-- DATA FOR ANALYSIS follows --

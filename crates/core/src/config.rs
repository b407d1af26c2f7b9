//! Config module - gameplay tunables and grid geometry
//!
//! `GameConfig::default()` is the shipped game. Tests build smaller configs to
//! exercise edge cases on tiny grids.

use std::time::Duration;

use crate::error::{CoreError, Result};
use crate::types::*;

/// All gameplay tunables for one run
#[derive(Debug, Clone, PartialEq, Eq)]
pub struct GameConfig {
    pub initial_lives: u32,
    pub rescue_score: u32,
    pub rescues_per_level: u32,
    pub max_people: usize,
    pub initial_danger_zones: usize,
    pub danger_zones_per_rescue: usize,
    pub x_buffer: i32,
    pub y_buffer: i32,
    pub border_inset: i32,
    pub initial_x_delay_us: u64,
    pub initial_y_delay_us: u64,
    pub min_x_delay_us: u64,
    pub min_y_delay_us: u64,
    pub delay_step_us: u64,
    pub max_placement_attempts: u32,
}

impl Default for GameConfig {
    fn default() -> Self {
        Self {
            initial_lives: INITIAL_LIVES,
            rescue_score: RESCUE_SCORE,
            rescues_per_level: RESCUES_PER_LEVEL,
            max_people: MAX_PEOPLE,
            initial_danger_zones: INITIAL_DANGER_ZONES,
            danger_zones_per_rescue: DANGER_ZONES_PER_RESCUE,
            x_buffer: X_BUFFER,
            y_buffer: Y_BUFFER,
            border_inset: BORDER_INSET,
            initial_x_delay_us: INITIAL_X_DELAY_US,
            initial_y_delay_us: INITIAL_Y_DELAY_US,
            min_x_delay_us: MIN_X_DELAY_US,
            min_y_delay_us: MIN_Y_DELAY_US,
            delay_step_us: DELAY_STEP_US,
            max_placement_attempts: MAX_PLACEMENT_ATTEMPTS,
        }
    }
}

impl GameConfig {
    /// Score needed to leave `level`
    pub fn level_threshold(&self, level: u32) -> u32 {
        level
            .saturating_mul(self.rescues_per_level)
            .saturating_mul(self.rescue_score)
    }

    pub fn initial_x_delay(&self) -> Duration {
        Duration::from_micros(self.initial_x_delay_us)
    }

    pub fn initial_y_delay(&self) -> Duration {
        Duration::from_micros(self.initial_y_delay_us)
    }
}

/// Terminal surface size, captured once at startup
#[derive(Debug, Clone, Copy, PartialEq, Eq, Hash)]
pub struct GridDims {
    pub width: u16,
    pub height: u16,
}

impl GridDims {
    pub fn new(width: u16, height: u16) -> Self {
        Self { width, height }
    }

    /// Region entities may spawn in
    pub fn spawn_area(&self, config: &GameConfig) -> SpawnArea {
        SpawnArea {
            x_buffer: config.x_buffer,
            y_buffer: config.y_buffer,
            width: self.width as i32,
            height: self.height as i32,
        }
    }

    /// Region the avatar may occupy
    pub fn avatar_bounds(&self, config: &GameConfig) -> AvatarBounds {
        AvatarBounds {
            min_x: config.border_inset,
            min_y: config.border_inset,
            max_x: self.width as i32 - config.border_inset,
            max_y: self.height as i32 - config.border_inset,
        }
    }

    /// Avatar start cell: horizontally centred, a few rows above the bottom
    pub fn start_cell(&self) -> Pos {
        Pos::new(
            (self.width as i32 - 2) / 2,
            self.height as i32 - START_ROW_FROM_BOTTOM,
        )
    }

    /// Reject surfaces the rules cannot be played on.
    ///
    /// The spawn area must hold the initial entities plus the danger zones the
    /// first rescue adds, and the avatar start cell must be in bounds.
    pub fn validate(&self, config: &GameConfig) -> Result<()> {
        let too_small = |reason| CoreError::GridTooSmall {
            width: self.width,
            height: self.height,
            reason,
        };

        let area = self.spawn_area(config);
        if area.columns() <= 0 || area.rows() <= 0 {
            return Err(too_small("spawn area is empty"));
        }

        let needed =
            config.initial_danger_zones + config.max_people + config.danger_zones_per_rescue;
        if area.cell_count() < needed {
            return Err(too_small("spawn area cannot hold the initial entities"));
        }

        if !self.avatar_bounds(config).contains(self.start_cell()) {
            return Err(too_small("avatar start cell is outside the border"));
        }

        Ok(())
    }
}

/// Entity spawn region: `[x_buffer, width - x_buffer) x [y_buffer, height - y_buffer)`
#[derive(Debug, Clone, Copy, PartialEq, Eq)]
pub struct SpawnArea {
    pub x_buffer: i32,
    pub y_buffer: i32,
    pub width: i32,
    pub height: i32,
}

impl SpawnArea {
    pub fn columns(&self) -> i32 {
        self.width - 2 * self.x_buffer
    }

    pub fn rows(&self) -> i32 {
        self.height - 2 * self.y_buffer
    }

    pub fn cell_count(&self) -> usize {
        (self.columns().max(0) as usize) * (self.rows().max(0) as usize)
    }

    pub fn contains(&self, pos: Pos) -> bool {
        pos.x >= self.x_buffer
            && pos.x < self.width - self.x_buffer
            && pos.y >= self.y_buffer
            && pos.y < self.height - self.y_buffer
    }
}

/// Avatar region: `[min_x, max_x) x [min_y, max_y)`
#[derive(Debug, Clone, Copy, PartialEq, Eq)]
pub struct AvatarBounds {
    pub min_x: i32,
    pub min_y: i32,
    pub max_x: i32,
    pub max_y: i32,
}

impl AvatarBounds {
    pub fn contains_x(&self, x: i32) -> bool {
        x >= self.min_x && x < self.max_x
    }

    pub fn contains_y(&self, y: i32) -> bool {
        y >= self.min_y && y < self.max_y
    }

    pub fn contains(&self, pos: Pos) -> bool {
        self.contains_x(pos.x) && self.contains_y(pos.y)
    }
}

-- DATA FOR ANALYSIS concluded --

The output must consist solely of the lines from the first line of the records through the line containing "use std::time::Duration;", reproduced exactly.

filename crates/core/src/config.rs
repository b407d1af26c2f7b9
//! Config module - gameplay tunables and grid geometry
//!
//! `GameConfig::default()` is the shipped game. Tests build smaller configs to
//! exercise edge cases on tiny grids.

use std::time::Duration;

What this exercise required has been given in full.